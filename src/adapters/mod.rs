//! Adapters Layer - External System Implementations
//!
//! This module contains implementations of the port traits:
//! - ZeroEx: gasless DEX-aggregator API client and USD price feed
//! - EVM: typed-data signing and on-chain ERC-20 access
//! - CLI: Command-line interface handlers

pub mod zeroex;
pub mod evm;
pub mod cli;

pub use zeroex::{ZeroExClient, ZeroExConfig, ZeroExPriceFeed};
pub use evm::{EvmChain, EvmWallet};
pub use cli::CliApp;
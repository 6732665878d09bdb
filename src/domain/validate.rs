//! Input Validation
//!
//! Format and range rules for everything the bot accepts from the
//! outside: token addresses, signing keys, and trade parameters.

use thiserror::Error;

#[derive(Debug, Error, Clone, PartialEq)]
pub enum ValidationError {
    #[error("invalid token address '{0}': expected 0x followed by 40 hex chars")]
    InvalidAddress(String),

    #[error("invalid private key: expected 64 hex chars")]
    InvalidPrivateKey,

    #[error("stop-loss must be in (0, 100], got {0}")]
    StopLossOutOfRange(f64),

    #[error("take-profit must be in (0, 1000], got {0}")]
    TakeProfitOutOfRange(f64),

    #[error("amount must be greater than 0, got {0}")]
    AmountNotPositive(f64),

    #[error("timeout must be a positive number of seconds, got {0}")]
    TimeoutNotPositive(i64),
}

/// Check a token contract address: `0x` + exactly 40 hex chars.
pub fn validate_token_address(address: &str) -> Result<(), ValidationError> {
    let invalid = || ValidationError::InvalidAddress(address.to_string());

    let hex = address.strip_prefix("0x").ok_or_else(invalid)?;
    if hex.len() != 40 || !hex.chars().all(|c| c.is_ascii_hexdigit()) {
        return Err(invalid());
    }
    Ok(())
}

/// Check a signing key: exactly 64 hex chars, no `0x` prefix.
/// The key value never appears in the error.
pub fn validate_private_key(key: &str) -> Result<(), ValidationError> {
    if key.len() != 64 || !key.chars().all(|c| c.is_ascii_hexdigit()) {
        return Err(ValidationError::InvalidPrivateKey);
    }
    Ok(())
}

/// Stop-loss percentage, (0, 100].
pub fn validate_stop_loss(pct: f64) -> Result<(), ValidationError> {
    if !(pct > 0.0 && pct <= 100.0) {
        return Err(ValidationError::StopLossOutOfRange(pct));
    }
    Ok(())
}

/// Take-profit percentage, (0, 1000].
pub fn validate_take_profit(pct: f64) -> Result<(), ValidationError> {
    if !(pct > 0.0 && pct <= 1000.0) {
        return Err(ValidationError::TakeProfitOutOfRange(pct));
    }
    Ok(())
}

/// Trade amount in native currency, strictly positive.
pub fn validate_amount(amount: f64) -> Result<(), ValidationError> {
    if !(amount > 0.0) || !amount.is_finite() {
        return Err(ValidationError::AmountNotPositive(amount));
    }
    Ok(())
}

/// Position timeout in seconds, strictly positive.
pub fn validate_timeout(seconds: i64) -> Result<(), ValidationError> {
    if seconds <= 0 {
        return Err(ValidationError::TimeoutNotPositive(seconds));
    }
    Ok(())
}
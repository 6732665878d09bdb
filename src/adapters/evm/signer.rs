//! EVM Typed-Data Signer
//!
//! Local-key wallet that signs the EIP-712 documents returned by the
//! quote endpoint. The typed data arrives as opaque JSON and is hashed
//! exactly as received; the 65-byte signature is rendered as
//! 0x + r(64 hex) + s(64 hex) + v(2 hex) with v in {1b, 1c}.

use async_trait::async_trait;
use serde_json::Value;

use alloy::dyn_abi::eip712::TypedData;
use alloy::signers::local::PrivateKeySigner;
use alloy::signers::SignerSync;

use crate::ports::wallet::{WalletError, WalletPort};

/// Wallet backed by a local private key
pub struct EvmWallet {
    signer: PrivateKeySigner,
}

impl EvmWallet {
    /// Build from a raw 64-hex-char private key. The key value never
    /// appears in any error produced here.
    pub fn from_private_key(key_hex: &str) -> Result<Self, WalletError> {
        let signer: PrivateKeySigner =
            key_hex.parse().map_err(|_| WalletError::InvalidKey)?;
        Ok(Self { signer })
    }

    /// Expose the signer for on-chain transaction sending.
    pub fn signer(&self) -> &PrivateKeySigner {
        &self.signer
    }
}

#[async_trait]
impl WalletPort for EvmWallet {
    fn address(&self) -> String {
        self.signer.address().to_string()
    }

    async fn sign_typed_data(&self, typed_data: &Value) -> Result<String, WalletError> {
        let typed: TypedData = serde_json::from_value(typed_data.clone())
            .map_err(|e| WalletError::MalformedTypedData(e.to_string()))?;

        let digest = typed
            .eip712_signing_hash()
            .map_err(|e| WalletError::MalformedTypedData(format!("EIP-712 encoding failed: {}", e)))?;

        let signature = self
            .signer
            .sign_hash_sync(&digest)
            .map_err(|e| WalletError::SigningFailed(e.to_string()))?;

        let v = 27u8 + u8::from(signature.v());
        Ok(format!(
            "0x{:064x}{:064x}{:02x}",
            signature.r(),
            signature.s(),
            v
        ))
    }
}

▸ **Goal of the exercise**
Send back an exact copy of only the lines from the line with "return Err(ValidationError::TakeProfitOutOfRange(pct));" up to and including the line with "key. The key value never" in the data above.

▸ **Output of the exercise**
        return Err(ValidationError::TakeProfitOutOfRange(pct));
    }
    Ok(())
}

/// Trade amount in native currency, strictly positive.
pub fn validate_amount(amount: f64) -> Result<(), ValidationError> {
    if !(amount > 0.0) || !amount.is_finite() {
        return Err(ValidationError::AmountNotPositive(amount));
    }
    Ok(())
}

/// Position timeout in seconds, strictly positive.
pub fn validate_timeout(seconds: i64) -> Result<(), ValidationError> {
    if seconds <= 0 {
        return Err(ValidationError::TimeoutNotPositive(seconds));
    }
    Ok(())
}
repository 6732665878d09bdb
filename src/adapters/evm/signer.rs
//! EVM Typed-Data Signer
//!
//! Local-key wallet that signs the EIP-712 documents returned by the
//! quote endpoint. The typed data arrives as opaque JSON and is hashed
//! exactly as received; the 65-byte signature is rendered as
//! 0x + r(64 hex) + s(64 hex) + v(2 hex) with v in {1b, 1c}.

use async_trait::async_trait;
use serde_json::Value;

use alloy::dyn_abi::eip712::TypedData;
use alloy::signers::local::PrivateKeySigner;
use alloy::signers::SignerSync;

use crate::ports::wallet::{WalletError, WalletPort};

/// Wallet backed by a local private key
pub struct EvmWallet {
    signer: PrivateKeySigner,
}

impl EvmWallet {
    /// Build from a raw 64-hex-char private key. The key value never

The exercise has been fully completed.